*** Block opens ***
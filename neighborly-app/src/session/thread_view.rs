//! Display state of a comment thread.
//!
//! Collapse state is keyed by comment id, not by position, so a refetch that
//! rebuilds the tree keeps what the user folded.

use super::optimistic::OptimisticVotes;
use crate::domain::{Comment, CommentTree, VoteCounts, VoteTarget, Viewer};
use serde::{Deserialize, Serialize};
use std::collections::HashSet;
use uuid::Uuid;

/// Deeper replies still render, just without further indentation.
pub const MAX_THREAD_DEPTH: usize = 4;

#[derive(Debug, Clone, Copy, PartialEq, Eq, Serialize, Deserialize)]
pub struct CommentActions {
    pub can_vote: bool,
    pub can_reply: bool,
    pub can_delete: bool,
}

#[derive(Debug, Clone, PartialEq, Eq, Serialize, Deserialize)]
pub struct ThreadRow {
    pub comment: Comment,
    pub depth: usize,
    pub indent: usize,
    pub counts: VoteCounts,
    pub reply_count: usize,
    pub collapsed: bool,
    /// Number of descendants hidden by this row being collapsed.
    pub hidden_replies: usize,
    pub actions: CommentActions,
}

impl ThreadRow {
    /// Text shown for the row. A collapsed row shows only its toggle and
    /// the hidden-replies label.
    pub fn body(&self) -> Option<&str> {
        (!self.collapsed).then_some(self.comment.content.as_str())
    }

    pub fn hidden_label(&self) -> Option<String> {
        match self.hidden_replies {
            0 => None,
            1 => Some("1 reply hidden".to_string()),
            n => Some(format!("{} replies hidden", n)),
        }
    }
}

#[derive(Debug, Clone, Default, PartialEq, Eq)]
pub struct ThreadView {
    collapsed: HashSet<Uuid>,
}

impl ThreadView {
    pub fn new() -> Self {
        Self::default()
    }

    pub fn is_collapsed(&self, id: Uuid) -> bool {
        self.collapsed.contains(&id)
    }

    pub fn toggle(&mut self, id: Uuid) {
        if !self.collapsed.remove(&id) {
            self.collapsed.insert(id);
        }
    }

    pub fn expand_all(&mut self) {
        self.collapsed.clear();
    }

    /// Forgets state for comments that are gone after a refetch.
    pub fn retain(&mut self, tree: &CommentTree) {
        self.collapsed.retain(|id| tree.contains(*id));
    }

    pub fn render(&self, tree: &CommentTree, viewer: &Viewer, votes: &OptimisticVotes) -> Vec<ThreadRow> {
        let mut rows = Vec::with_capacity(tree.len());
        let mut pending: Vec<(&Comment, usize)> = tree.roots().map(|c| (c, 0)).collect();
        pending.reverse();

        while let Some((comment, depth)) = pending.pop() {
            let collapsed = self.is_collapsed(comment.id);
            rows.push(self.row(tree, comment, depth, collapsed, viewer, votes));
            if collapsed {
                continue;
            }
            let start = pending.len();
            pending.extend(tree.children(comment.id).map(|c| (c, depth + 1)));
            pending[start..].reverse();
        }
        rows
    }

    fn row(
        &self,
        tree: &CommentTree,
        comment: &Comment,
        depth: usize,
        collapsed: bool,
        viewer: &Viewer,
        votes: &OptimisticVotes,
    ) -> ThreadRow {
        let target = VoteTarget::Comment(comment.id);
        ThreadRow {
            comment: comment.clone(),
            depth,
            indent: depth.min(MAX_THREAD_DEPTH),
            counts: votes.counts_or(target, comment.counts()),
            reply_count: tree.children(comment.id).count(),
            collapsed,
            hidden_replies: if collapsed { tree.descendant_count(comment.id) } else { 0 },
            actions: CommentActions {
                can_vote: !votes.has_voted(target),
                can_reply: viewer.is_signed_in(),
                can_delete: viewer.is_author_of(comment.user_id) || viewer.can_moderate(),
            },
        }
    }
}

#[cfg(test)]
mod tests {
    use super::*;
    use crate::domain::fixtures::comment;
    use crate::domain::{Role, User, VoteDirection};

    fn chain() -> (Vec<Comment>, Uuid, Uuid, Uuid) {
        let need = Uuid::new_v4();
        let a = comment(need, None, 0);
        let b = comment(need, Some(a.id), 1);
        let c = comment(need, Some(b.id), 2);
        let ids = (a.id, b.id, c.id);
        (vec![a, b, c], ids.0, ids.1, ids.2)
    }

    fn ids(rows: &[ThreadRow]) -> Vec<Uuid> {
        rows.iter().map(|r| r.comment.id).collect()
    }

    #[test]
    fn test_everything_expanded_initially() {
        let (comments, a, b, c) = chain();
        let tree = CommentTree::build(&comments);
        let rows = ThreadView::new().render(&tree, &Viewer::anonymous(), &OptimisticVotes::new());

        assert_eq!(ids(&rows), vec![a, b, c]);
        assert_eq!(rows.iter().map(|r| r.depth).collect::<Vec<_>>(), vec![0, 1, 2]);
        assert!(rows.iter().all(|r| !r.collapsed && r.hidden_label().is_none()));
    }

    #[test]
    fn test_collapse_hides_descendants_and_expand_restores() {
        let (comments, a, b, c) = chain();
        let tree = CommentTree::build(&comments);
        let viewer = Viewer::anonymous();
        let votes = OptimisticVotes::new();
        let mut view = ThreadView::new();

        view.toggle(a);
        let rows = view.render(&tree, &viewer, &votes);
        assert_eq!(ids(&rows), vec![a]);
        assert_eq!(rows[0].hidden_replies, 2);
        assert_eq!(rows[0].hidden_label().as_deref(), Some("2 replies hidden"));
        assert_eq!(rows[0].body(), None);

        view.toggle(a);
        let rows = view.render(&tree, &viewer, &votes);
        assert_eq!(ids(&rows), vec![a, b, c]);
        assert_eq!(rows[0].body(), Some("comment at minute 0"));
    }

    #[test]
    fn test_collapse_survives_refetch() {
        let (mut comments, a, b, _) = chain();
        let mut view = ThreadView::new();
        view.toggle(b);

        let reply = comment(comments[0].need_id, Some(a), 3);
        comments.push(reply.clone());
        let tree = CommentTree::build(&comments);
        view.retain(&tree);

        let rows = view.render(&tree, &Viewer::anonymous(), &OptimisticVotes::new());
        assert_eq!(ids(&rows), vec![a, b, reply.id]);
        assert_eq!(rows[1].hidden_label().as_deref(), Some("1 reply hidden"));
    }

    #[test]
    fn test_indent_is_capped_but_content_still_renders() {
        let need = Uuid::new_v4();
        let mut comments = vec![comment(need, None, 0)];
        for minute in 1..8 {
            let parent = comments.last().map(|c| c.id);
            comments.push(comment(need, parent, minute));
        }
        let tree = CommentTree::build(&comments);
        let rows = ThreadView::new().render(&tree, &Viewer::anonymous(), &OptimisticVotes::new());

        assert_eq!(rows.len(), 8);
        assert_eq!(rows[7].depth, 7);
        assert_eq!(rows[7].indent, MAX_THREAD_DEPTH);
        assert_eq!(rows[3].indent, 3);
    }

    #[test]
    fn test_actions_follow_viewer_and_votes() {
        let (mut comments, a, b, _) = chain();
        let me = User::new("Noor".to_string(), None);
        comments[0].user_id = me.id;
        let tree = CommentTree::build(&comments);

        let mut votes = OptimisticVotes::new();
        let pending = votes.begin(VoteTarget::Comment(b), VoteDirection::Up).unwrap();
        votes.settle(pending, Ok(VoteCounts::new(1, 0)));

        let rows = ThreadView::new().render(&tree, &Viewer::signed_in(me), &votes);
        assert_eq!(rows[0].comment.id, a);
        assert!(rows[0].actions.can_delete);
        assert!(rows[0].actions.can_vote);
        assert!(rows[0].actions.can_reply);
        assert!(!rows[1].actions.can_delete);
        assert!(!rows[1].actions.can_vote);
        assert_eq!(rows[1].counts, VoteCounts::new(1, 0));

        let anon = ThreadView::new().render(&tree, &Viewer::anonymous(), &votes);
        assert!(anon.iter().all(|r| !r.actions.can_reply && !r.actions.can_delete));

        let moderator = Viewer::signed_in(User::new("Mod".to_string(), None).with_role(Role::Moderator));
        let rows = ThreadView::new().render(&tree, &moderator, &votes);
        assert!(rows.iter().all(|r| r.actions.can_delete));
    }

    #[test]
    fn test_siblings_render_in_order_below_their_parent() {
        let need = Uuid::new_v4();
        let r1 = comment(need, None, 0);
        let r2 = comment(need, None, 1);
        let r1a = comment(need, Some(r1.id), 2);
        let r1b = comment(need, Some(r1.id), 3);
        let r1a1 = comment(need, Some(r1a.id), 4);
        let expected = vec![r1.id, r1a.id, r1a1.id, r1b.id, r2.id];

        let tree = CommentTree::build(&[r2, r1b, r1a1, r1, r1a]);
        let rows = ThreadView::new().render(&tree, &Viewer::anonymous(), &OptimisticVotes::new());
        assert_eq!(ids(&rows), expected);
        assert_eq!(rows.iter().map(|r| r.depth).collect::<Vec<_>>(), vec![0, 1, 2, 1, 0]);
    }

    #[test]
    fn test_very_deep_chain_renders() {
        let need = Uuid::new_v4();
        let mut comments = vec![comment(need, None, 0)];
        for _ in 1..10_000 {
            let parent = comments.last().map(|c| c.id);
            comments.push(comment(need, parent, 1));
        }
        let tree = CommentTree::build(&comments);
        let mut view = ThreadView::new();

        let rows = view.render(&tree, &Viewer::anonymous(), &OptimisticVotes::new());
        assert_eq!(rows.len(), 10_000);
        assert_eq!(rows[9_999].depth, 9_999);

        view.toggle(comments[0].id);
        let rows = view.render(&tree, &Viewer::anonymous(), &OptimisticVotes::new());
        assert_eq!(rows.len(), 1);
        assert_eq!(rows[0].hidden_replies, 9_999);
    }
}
*** Block closes ***
--- Task details ---
Which of the lines in the material above contain "minute"? Copy each one out.

--- Response to the exercise ---
        assert_eq!(rows[0].body(), Some("comment at minute 0"));
        for minute in 1..8 {
            comments.push(comment(need, parent, minute));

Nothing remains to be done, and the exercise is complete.